Savage chips will provide faster and more realistic three-dimensional graphics for notebooks -- a market where demand for graphics is debateable. Graphics chips usually consume more power, a key issue in mobile computing.
"We have a very low power-consuming product," claimed Kenneth Potashner, president, CEO and chairman of S3, adding that many games, such as Quake, which could not previously run well on notebooks, will now run three times faster.
In February, the company announced a new graphics chip called the Savage4 in a major comeback attempt for the company, which once lead the desktop graphics chip market. It now has many major customers for this chip, including three of the top five PC makers like IBM Corp.
"A company that was under pressure and stress now has a path to success with the Savage chip," Potashner said. "This announcement is the next phase of that.
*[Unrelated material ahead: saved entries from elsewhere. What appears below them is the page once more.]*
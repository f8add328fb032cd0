//! Background worker running one scan loop.

use super::cancel::CancelToken;
use super::handoff::{Cancelled, HandoffSlot};
use super::scan_loop::{ScanLoop, ScanOutcome, ScanState, StateHandle};
use super::sink::DeliveryMode;
use crate::capture::{CameraError, ConfigError};
use crate::decode::{DecodedResult, Decoder};
use std::sync::Arc;
use std::thread::{self, JoinHandle};
use thiserror::Error;

/// Name given to every scan worker thread.
pub const WORKER_THREAD_NAME: &str = "qr-code-scanner-thread";

/// Errors surfaced by scan sessions and the scanner facade.
#[derive(Debug, Error)]
pub enum ScanError {
    /// The camera could not be opened.
    #[error("camera error: {0}")]
    Camera(#[from] CameraError),
    /// The configuration was rejected.
    #[error("invalid configuration: {0}")]
    Config(#[from] ConfigError),
    /// The session was cancelled while the caller was waiting.
    #[error("scan cancelled")]
    Cancelled(#[from] Cancelled),
    /// `read_code` was called on a scanner that does not hand off results.
    #[error("scanner is in {0} mode, results are not handed off")]
    NotHandoffMode(DeliveryMode),
    /// The worker thread could not be started.
    #[error("failed to spawn scan worker: {0}")]
    Spawn(#[from] std::io::Error),
    /// The worker thread panicked.
    #[error("scan worker panicked")]
    WorkerPanicked,
}

/// Closes the handoff slot when the worker exits, including by unwinding.
struct CloseOnExit(Option<Arc<HandoffSlot<DecodedResult>>>);

impl Drop for CloseOnExit {
    fn drop(&mut self) {
        if let Some(slot) = self.0.take() {
            if thread::panicking() {
                tracing::error!("Scan worker panicked, releasing waiting reader");
            }
            slot.close();
        }
    }
}

/// A scan loop running on its own thread.
///
/// The worker is detached: it never keeps the process alive, and dropping
/// the session leaves it running. Use [`cancel`](Self::cancel) to stop it.
pub struct ScanSession {
    handle: Option<JoinHandle<ScanOutcome>>,
    cancel: CancelToken,
    state: StateHandle,
}

impl ScanSession {
    /// Starts `scan_loop` on a new named thread.
    ///
    /// When `slot` is given it is closed as soon as the session is
    /// cancelled or the worker finishes, so a waiting consumer is never
    /// left hanging.
    pub fn spawn<D>(
        scan_loop: ScanLoop<D>,
        slot: Option<Arc<HandoffSlot<DecodedResult>>>,
    ) -> Result<Self, ScanError>
    where
        D: Decoder + Send + 'static,
    {
        let cancel = scan_loop.cancel_token().clone();
        let state = scan_loop.state();

        if let Some(slot) = &slot {
            let slot = Arc::clone(slot);
            cancel.on_cancel(move || slot.close());
        }

        let handle = thread::Builder::new()
            .name(WORKER_THREAD_NAME.to_owned())
            .spawn(move || {
                let _release = CloseOnExit(slot);
                scan_loop.run()
            })?;

        Ok(Self {
            handle: Some(handle),
            cancel,
            state,
        })
    }

    /// Asks the worker to stop. Returns immediately.
    pub fn cancel(&self) {
        self.cancel.cancel();
    }

    /// The session's cancellation token.
    pub fn cancel_token(&self) -> &CancelToken {
        &self.cancel
    }

    /// Current state of the loop.
    pub fn state(&self) -> ScanState {
        self.state.get()
    }

    /// Returns true once the worker thread has exited.
    pub fn is_finished(&self) -> bool {
        self.handle.as_ref().map_or(true, JoinHandle::is_finished)
    }

    /// Waits for the worker to exit.
    pub fn join(mut self) -> Result<ScanOutcome, ScanError> {
        match self.handle.take() {
            Some(handle) => handle.join().map_err(|_| ScanError::WorkerPanicked),
            None => Ok(ScanOutcome::Cancelled),
        }
    }
}

impl std::fmt::Debug for ScanSession {
    fn fmt(&self, f: &mut std::fmt::Formatter<'_>) -> std::fmt::Result {
        f.debug_struct("ScanSession")
            .field("state", &self.state())
            .field("finished", &self.is_finished())
            .finish()
    }
}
We are now going to expand it to the notebook market."
Currently, some of the main contenders in the estimated $430 million portable graphics chip market are NeoMagic and ATI Technologies.
"We have gone from an uninteresting portable accelerator market to a much more competitive market this year," said Dean McCarron, an analyst at Mercury Research.
Potashner said that S3 expects to begin producing its new Savage chips in the third quarter, with volume production in the fourth quarter of this year. "Once we are in volume (mobile) should constitute 20-25 per cent of our total revenue base," he said.
Savage/MX will be priced at $42, and Savage/IX is priced at $49 for a four megabyte version, $56 for an eight megabyte version and $68 for a 16 megabyte version -- all in quantities of 1,000 units.